# Schadenfreude wants to tap, tap, tap



## jeffwhitfield (Aug 21, 2022)

Hey folks, just finished a Schadenfreude a few days ago. I think it's working...but I'm getting a weird tap from it whenever it's engaged and I'm not playing. It's at a rhythm of ever 2 seconds and appears to be coming from the CD4046BE. I switched it out and it doesn't seem to fix it. Could it be I'm using the wrong CD4046? Or maybe the 100n film caps I'm using need to be changed out? Thx in advance.


----------



## Chuck D. Bones (Aug 21, 2022)

_Build Docs Coming Soon..._


----------



## fig (Aug 21, 2022)

Chuck D. Bones said:


> _Build Docs Coming Soon..._


That large tantalum appears to be between INTENSITY and GND. Could the tap ( ~1Hz ) be due to poor filtering? Just showing off my well-versed ignorance here. Feel free to cite Bill’s law.


----------



## Chuck D. Bones (Aug 21, 2022)

Until there are some build docs, I'm unable to assist.


----------



## Robert (Aug 21, 2022)

https://docs.pedalpcb.com/project/Schematic-Schadenfreude.png

It might be worth attempting to ground the unused inputs of the CD4049.... they were not grounded in the original, so they are not here, but that doesn't make it "right"...    You could pull the 4049 and see if it stops, if it doesn't, that's not the issue.

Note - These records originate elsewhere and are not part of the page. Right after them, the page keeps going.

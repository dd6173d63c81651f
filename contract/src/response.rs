//! Invocation response envelope.

use crate::ContractError;

pub const OK: u16 = 200;
pub const ERROR: u16 = 500;

/// Result of one invocation as returned to the host.
#[derive(Clone, Debug, PartialEq, Eq)]
pub struct Response {
    pub status: u16,
    /// Empty on success; `"<Kind>: <detail>"` on failure.
    pub message: String,
    pub payload: Vec<u8>,
}

impl Response {
    pub fn success(payload: Vec<u8>) -> Self {
        Self {
            status: OK,
            message: String::new(),
            payload,
        }
    }

    pub fn error(message: impl Into<String>) -> Self {
        Self {
            status: ERROR,
            message: message.into(),
            payload: Vec::new(),
        }
    }

    pub fn is_ok(&self) -> bool {
        self.status == OK
    }
}

impl From<Result<Vec<u8>, ContractError>> for Response {
    fn from(result: Result<Vec<u8>, ContractError>) -> Self {
        match result {
            Ok(payload) => Self::success(payload),
            Err(e) => Self::error(format!("{}: {e}", e.kind())),
        }
    }
}
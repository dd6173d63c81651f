//! Query result iteration with scoped release.

use crate::StoreError;

/// One row of a query result.
#[derive(Clone, Debug, PartialEq, Eq)]
pub struct KeyValue {
    pub key: String,
    pub value: Vec<u8>,
}

impl KeyValue {
    pub fn new(key: impl Into<String>, value: impl Into<Vec<u8>>) -> Self {
        Self {
            key: key.into(),
            value: value.into(),
        }
    }
}

/// Lazy, single-pass sequence of query rows backed by a host resource.
///
/// An `Err` item aborts the query; callers stop consuming after it.
pub trait StateQueryIterator: Iterator<Item = Result<KeyValue, StoreError>> {
    /// Release the host-side resource. Calling it more than once is a no-op.
    fn close(&mut self) -> Result<(), StoreError>;
}

/// Owns a host iterator and closes it when dropped.
///
/// Use [`ScopedIterator::close`] to observe the close result; otherwise the
/// drop path closes it and logs any failure.
pub struct ScopedIterator<'a> {
    inner: Box<dyn StateQueryIterator + 'a>,
    closed: bool,
}

impl<'a> ScopedIterator<'a> {
    pub fn new(inner: Box<dyn StateQueryIterator + 'a>) -> Self {
        Self {
            inner,
            closed: false,
        }
    }

    pub fn close(mut self) -> Result<(), StoreError> {
        self.closed = true;
        self.inner.close()
    }
}

impl Iterator for ScopedIterator<'_> {
    type Item = Result<KeyValue, StoreError>;

    fn next(&mut self) -> Option<Self::Item> {
        if self.closed {
            return None;
        }
        self.inner.next()
    }
}

impl Drop for ScopedIterator<'_> {
    fn drop(&mut self) {
        if !self.closed {
            self.closed = true;
            if let Err(e) = self.inner.close() {
                tracing::warn!("failed to close query iterator: {e}");
            }
        }
    }
}
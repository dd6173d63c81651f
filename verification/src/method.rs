//! Pluggable identity verification.

use crate::ProofError;
use std::future::Future;

/// Something that can decide whether an identity holds the required proof.
///
/// `Ok(true)` means access is granted. Every refusal is an `Err` carrying
/// the reason, so callers never see `Ok(false)` from a well-behaved
/// implementation.
pub trait IdentityVerifier: Send + Sync {
    fn verify_identity(&self, did: &str) -> impl Future<Output = Result<bool, ProofError>> + Send;
}
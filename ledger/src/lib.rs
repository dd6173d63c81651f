//! Ledger-backed record store.
//!
//! - [`keys`]: deterministic storage keys for entries and votes
//! - [`records`]: create-once / read / replace-field against the host
//! - [`query`]: selector queries serialized into one JSON array
//! - [`args`]: positional invocation arguments parsed into typed requests

pub mod args;
pub mod error;
pub mod keys;
pub mod query;
pub mod records;

pub use args::{NewEntry, NewVote, Replacement};
pub use error::LedgerError;
pub use keys::{delimited_vote_key, entry_key, vote_key, VoteKeyScheme, KEY_DELIMITER};
pub use query::QueryResultBuilder;
pub use records::RecordStore;
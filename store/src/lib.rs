//! Abstract ledger host interface.
//!
//! The host owns durable state and the rich-query engine. Contract code only
//! sees these traits; the in-memory host in `ourchain-nullables` implements
//! them for tests and local runs.

pub mod error;
pub mod host;
pub mod iterator;

pub use error::StoreError;
pub use host::LedgerHost;
pub use iterator::{KeyValue, ScopedIterator, StateQueryIterator};
//! HTTP client for the external proof verifier.

use crate::config::VerifierConfig;
use crate::error::ProofError;
use crate::method::IdentityVerifier;

use reqwest::header::CONTENT_TYPE;
use reqwest::StatusCode;
use serde::{Deserialize, Serialize};
use std::future::Future;
use std::time::Duration;

/// Required identifier length, in bytes.
pub const DID_LENGTH: usize = 22;

/// Default connection timeout.
const DEFAULT_CONNECT_TIMEOUT: Duration = Duration::from_secs(5);

/// Request body: `{"proof_attr": "...", "their_did": "..."}`.
#[derive(Serialize)]
struct ProofRequest<'a> {
    proof_attr: &'a str,
    their_did: &'a str,
}

/// Raw JSON response from the verifier.
///
/// The API contract: `{"status": "true"|..., "attributes": {"app_name": ..., "app_id": ...}}`.
/// Missing fields read as empty strings and so fail the attribute check
/// rather than the decode.
#[derive(Clone, Debug, Default, PartialEq, Eq, Deserialize)]
pub struct VerifierResponse {
    #[serde(default)]
    pub status: String,
    #[serde(default)]
    pub attributes: ProofAttributes,
}

#[derive(Clone, Debug, Default, PartialEq, Eq, Deserialize)]
pub struct ProofAttributes {
    #[serde(default)]
    pub app_name: String,
    #[serde(default)]
    pub app_id: String,
}

/// Reject identifiers that are empty or not exactly [`DID_LENGTH`] bytes.
pub fn validate_did(did: &str) -> Result<(), ProofError> {
    if did.is_empty() {
        return Err(ProofError::Validation("empty DID received".into()));
    }
    let len = did.len();
    if len != DID_LENGTH {
        return Err(ProofError::Validation(format!(
            "DID must be {DID_LENGTH} bytes, got {len}"
        )));
    }
    Ok(())
}

/// Accept only an affirmative status with both required attribute values.
pub fn check_response(
    response: &VerifierResponse,
    config: &VerifierConfig,
) -> Result<(), ProofError> {
    if response.status != "true" {
        return Err(ProofError::AttributeMismatch(format!(
            "verifier status {:?}, attributes missing",
            response.status
        )));
    }
    let attrs = &response.attributes;
    if attrs.app_name != config.required_app_name || attrs.app_id != config.required_app_id {
        return Err(ProofError::AttributeMismatch(format!(
            "attribute values didn't match (app_name={:?}, app_id={:?})",
            attrs.app_name, attrs.app_id
        )));
    }
    Ok(())
}

/// Gate that consults the proof verifier over HTTP.
pub struct ProofGate {
    /// HTTP client (reusable connection pool).
    http_client: reqwest::Client,
    config: VerifierConfig,
}

impl ProofGate {
    pub fn new(config: VerifierConfig) -> Self {
        let http_client = reqwest::Client::builder()
            .timeout(Duration::from_secs(config.timeout_secs))
            .connect_timeout(DEFAULT_CONNECT_TIMEOUT)
            .build()
            .unwrap_or_default();
        Self {
            http_client,
            config,
        }
    }

    /// Check that `did` holds the required attributes.
    ///
    /// `POST {url}` with a `text/plain` JSON body. Returns `Ok(true)` only
    /// when the call succeeds with 200, the body decodes, the status is
    /// `"true"` and both attributes match.
    pub async fn verify_identity_proof(&self, did: &str) -> Result<bool, ProofError> {
        validate_did(did)?;

        let body = serde_json::to_vec(&ProofRequest {
            proof_attr: &self.config.proof_attributes,
            their_did: did,
        })
        .expect("proof request is always serializable");

        let response = self
            .http_client
            .post(&self.config.url)
            .header(CONTENT_TYPE, "text/plain")
            .body(body)
            .send()
            .await
            .map_err(|e| {
                if e.is_timeout() {
                    ProofError::VerifierUnreachable(format!("request timed out: {e}"))
                } else if e.is_connect() {
                    ProofError::VerifierUnreachable(format!("connection failed: {e}"))
                } else {
                    ProofError::VerifierUnreachable(e.to_string())
                }
            })?;

        if response.status() != StatusCode::OK {
            return Err(ProofError::VerifierUnreachable(format!(
                "HTTP status {}",
                response.status()
            )));
        }

        let bytes = response.bytes().await.map_err(|e| {
            ProofError::VerifierUnreachable(format!("failed to read response body: {e}"))
        })?;
        let parsed: VerifierResponse =
            serde_json::from_slice(&bytes).map_err(|e| ProofError::Decode(e.to_string()))?;

        check_response(&parsed, &self.config)?;
        tracing::debug!(did, "identity proof accepted");
        Ok(true)
    }

    /// Like [`Self::verify_identity_proof`] but folds every failure into `false`.
    pub async fn is_granted(&self, did: &str) -> bool {
        match self.verify_identity_proof(did).await {
            Ok(granted) => granted,
            Err(e) => {
                tracing::warn!(did, "identity proof refused: {e}");
                false
            }
        }
    }
}

impl Default for ProofGate {
    fn default() -> Self {
        Self::new(VerifierConfig::default())
    }
}

impl IdentityVerifier for ProofGate {
    fn verify_identity(&self, did: &str) -> impl Future<Output = Result<bool, ProofError>> + Send {
        self.verify_identity_proof(did)
    }
}
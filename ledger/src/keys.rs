//! Deterministic storage keys.
//!
//! Entry keys are the entry identifier as given. Vote keys are derived from
//! the poll and voter identifiers. The default scheme concatenates them with
//! no separator, which is what existing ledgers contain; it is ambiguous
//! (`"p" + "1v"` and `"p1" + "v"` collide). New deployments can opt into the
//! delimited scheme, which changes the key format and is not readable by
//! code expecting concatenated keys.

use crate::LedgerError;
use serde::{Deserialize, Serialize};

/// Separator used by [`VoteKeyScheme::Delimited`]. Not permitted inside
/// either identifier under that scheme.
pub const KEY_DELIMITER: char = '\u{0}';

#[derive(Clone, Copy, Debug, Default, PartialEq, Eq, Serialize, Deserialize)]
#[serde(rename_all = "snake_case")]
pub enum VoteKeyScheme {
    /// `poll_id + voter_id`.
    #[default]
    Concatenated,
    /// `poll_id + U+0000 + voter_id`.
    Delimited,
}

impl VoteKeyScheme {
    pub fn as_str(&self) -> &'static str {
        match self {
            Self::Concatenated => "concatenated",
            Self::Delimited => "delimited",
        }
    }

    /// Derive the vote key for `(poll_id, voter_id)` under this scheme.
    pub fn vote_key(&self, poll_id: &str, voter_id: &str) -> Result<String, LedgerError> {
        match self {
            Self::Concatenated => Ok(vote_key(poll_id, voter_id)),
            Self::Delimited => delimited_vote_key(poll_id, voter_id),
        }
    }
}

/// Storage key of an entry.
pub fn entry_key(id: &str) -> &str {
    id
}

/// Concatenated vote key. Total over any pair of strings.
pub fn vote_key(poll_id: &str, voter_id: &str) -> String {
    let mut key = String::with_capacity(poll_id.len() + voter_id.len());
    key.push_str(poll_id);
    key.push_str(voter_id);
    key
}

/// Delimited vote key. Rejects identifiers containing [`KEY_DELIMITER`].
pub fn delimited_vote_key(poll_id: &str, voter_id: &str) -> Result<String, LedgerError> {
    for (name, part) in [("poll ID", poll_id), ("voter ID", voter_id)] {
        if part.contains(KEY_DELIMITER) {
            return Err(LedgerError::Validation(format!(
                "{name} must not contain U+0000"
            )));
        }
    }
    let mut key = String::with_capacity(poll_id.len() + voter_id.len() + 1);
    key.push_str(poll_id);
    key.push(KEY_DELIMITER);
    key.push_str(voter_id);
    Ok(key)
}
//! Shared utilities for the ourchain contract tools.

pub mod logging;

pub use logging::{init_tracing, LogFormat, UnknownLogFormat};
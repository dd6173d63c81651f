//! The closed set of invocable operations.

use crate::ContractError;
use std::fmt;
use std::str::FromStr;

#[derive(Clone, Copy, Debug, PartialEq, Eq, Hash)]
pub enum Operation {
    Init,
    CreateEntry,
    ReadEntry,
    CreateVote,
    ReadVote,
    ReplaceVoteHash,
    QueryVotesByPoll,
    QueryVotesByVoter,
    QueryVotes,
}

impl Operation {
    pub const ALL: [Operation; 9] = [
        Self::Init,
        Self::CreateEntry,
        Self::ReadEntry,
        Self::CreateVote,
        Self::ReadVote,
        Self::ReplaceVoteHash,
        Self::QueryVotesByPoll,
        Self::QueryVotesByVoter,
        Self::QueryVotes,
    ];

    pub fn name(&self) -> &'static str {
        match self {
            Self::Init => "init",
            Self::CreateEntry => "create-entry",
            Self::ReadEntry => "read-entry",
            Self::CreateVote => "create-vote",
            Self::ReadVote => "read-vote",
            Self::ReplaceVoteHash => "replace-vote-hash",
            Self::QueryVotesByPoll => "query-votes-by-poll",
            Self::QueryVotesByVoter => "query-votes-by-voter",
            Self::QueryVotes => "query-votes",
        }
    }

    /// Function name used by clients of the earlier deployment.
    pub fn legacy_name(&self) -> Option<&'static str> {
        match self {
            Self::Init => None,
            Self::CreateEntry => Some("initentry"),
            Self::ReadEntry => Some("readentry"),
            Self::CreateVote => Some("initVote"),
            Self::ReadVote => Some("getVote"),
            Self::ReplaceVoteHash => Some("changeVote"),
            Self::QueryVotesByPoll => Some("queryVotesByPoll"),
            Self::QueryVotesByVoter => Some("queryVotesByVoter"),
            Self::QueryVotes => Some("queryVotes"),
        }
    }

    /// Whether the operation writes ledger state.
    pub fn is_write(&self) -> bool {
        matches!(
            self,
            Self::CreateEntry | Self::CreateVote | Self::ReplaceVoteHash
        )
    }
}

impl FromStr for Operation {
    type Err = ContractError;

    fn from_str(s: &str) -> Result<Self, Self::Err> {
        Self::ALL
            .into_iter()
            .find(|op| op.name() == s || op.legacy_name() == Some(s))
            .ok_or_else(|| ContractError::UnknownOperation(s.to_string()))
    }
}

impl fmt::Display for Operation {
    fn fmt(&self, f: &mut fmt::Formatter<'_>) -> fmt::Result {
        f.write_str(self.name())
    }
}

This is a crude circuit, I'm not particularly fond of the Tone control....


----------



## Chuck D. Bones (Aug 21, 2022)

"Crude" doesn't begin to describe it.  

Does the ticking change when you turn the SPEED or INTENSITY controls?


----------



## jeffwhitfield (Aug 21, 2022)

fig said:


> That large tantalum appears to be between INTENSITY and GND. Could the tap ( ~1Hz ) be due to poor filtering? Just showing off my well-versed ignorance here. Feel free to cite Bill’s law.


That's a damn good suggestion.


----------



## jeffwhitfield (Aug 21, 2022)

Chuck D. Bones said:


> "Crude" doesn't begin to describe it.
> 
> Does the ticking change when you turn the SPEED or INTENSITY controls?


Nope. Speed and Intensity has no effect.

I'll look into Robert's suggestion on the grounding of unused inputs. Makes sense if it's some internal issue with the 4046.

I'll also try Fig's suggestion...or at least investigate...cause you never know. Damn tantalum could very well cause something like this. Then again, if that was the case, then the tapping would occur before things even hit the CD4046. That is unless it's some jacked up filtering that only effects the CD4046. I'm not an engineer so I'm talking out my ass. 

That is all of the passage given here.